Collected data:
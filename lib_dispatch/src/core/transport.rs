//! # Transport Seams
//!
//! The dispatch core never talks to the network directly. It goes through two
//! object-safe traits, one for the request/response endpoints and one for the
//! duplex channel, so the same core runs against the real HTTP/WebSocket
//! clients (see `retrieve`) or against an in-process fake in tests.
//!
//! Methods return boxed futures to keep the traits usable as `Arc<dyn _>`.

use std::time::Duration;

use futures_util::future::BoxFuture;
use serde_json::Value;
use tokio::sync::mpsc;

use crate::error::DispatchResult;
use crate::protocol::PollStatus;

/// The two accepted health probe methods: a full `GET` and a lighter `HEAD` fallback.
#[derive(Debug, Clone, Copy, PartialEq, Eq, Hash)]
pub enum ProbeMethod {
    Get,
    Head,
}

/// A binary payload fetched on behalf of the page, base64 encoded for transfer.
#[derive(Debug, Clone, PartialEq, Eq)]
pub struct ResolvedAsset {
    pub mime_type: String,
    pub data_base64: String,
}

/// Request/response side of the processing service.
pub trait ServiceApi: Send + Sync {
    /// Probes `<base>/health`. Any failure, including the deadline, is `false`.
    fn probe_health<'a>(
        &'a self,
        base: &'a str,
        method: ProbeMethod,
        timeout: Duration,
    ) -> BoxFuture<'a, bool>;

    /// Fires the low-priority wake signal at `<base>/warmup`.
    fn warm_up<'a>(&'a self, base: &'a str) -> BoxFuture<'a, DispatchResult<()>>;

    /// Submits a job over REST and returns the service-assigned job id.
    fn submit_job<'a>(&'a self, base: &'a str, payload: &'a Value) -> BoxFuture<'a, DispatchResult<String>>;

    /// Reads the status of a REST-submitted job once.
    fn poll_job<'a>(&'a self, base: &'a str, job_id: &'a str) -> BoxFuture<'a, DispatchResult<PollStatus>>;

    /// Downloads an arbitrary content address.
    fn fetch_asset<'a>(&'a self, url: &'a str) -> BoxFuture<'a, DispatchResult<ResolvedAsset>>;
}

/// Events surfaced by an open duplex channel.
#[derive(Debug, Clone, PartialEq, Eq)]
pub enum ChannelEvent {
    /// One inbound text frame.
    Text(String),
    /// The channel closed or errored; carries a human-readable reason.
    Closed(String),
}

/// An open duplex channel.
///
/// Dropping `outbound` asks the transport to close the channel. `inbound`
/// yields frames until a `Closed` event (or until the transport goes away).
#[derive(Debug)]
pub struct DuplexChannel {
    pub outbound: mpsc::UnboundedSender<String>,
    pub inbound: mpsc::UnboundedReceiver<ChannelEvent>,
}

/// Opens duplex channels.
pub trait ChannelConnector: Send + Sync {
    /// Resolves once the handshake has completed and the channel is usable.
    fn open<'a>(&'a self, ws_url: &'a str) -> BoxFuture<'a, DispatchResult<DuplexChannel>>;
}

--

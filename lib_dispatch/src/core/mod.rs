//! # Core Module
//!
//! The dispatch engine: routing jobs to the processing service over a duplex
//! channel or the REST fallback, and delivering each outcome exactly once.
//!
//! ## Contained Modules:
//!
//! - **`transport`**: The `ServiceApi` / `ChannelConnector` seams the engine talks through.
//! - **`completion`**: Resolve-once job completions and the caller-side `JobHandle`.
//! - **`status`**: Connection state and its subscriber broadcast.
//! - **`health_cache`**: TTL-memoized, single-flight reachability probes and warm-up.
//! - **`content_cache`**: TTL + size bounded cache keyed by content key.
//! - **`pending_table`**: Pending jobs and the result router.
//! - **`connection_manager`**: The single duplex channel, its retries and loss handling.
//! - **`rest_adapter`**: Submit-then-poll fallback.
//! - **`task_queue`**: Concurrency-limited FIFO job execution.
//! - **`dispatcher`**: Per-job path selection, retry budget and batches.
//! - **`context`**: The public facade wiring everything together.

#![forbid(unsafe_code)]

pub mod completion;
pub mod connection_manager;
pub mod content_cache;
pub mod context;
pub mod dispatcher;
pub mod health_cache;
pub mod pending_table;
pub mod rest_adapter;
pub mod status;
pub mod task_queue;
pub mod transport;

* * *

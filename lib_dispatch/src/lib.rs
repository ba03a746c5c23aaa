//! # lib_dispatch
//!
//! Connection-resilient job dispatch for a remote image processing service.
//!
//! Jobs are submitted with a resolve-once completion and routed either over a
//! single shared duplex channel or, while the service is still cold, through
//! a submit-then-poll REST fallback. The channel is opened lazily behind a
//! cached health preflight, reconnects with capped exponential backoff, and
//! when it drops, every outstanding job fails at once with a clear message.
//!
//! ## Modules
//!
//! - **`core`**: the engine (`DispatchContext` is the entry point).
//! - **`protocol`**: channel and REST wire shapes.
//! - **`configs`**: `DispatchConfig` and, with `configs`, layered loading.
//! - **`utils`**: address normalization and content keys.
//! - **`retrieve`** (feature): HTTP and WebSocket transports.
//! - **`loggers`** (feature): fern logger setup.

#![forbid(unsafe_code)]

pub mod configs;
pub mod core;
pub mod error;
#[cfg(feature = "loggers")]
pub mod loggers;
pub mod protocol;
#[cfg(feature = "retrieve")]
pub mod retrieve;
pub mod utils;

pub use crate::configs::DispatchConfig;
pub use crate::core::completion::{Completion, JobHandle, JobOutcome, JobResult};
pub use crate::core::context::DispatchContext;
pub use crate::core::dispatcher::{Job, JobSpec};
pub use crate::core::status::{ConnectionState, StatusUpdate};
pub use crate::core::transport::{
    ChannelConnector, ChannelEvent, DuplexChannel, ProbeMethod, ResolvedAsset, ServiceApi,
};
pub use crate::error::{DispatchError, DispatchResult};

Exercise instructions: Above are the records; from them, give again exactly the lines from the one containing "filename lib_dispatch/src/core/transport.rs" to the one containing "the real HTTP/WebSocket", both lines included, and nothing more.

Task answer:
filename lib_dispatch/src/core/transport.rs
//! # Transport Seams
//!
//! The dispatch core never talks to the network directly. It goes through two
//! object-safe traits, one for the request/response endpoints and one for the
//! duplex channel, so the same core runs against the real HTTP/WebSocket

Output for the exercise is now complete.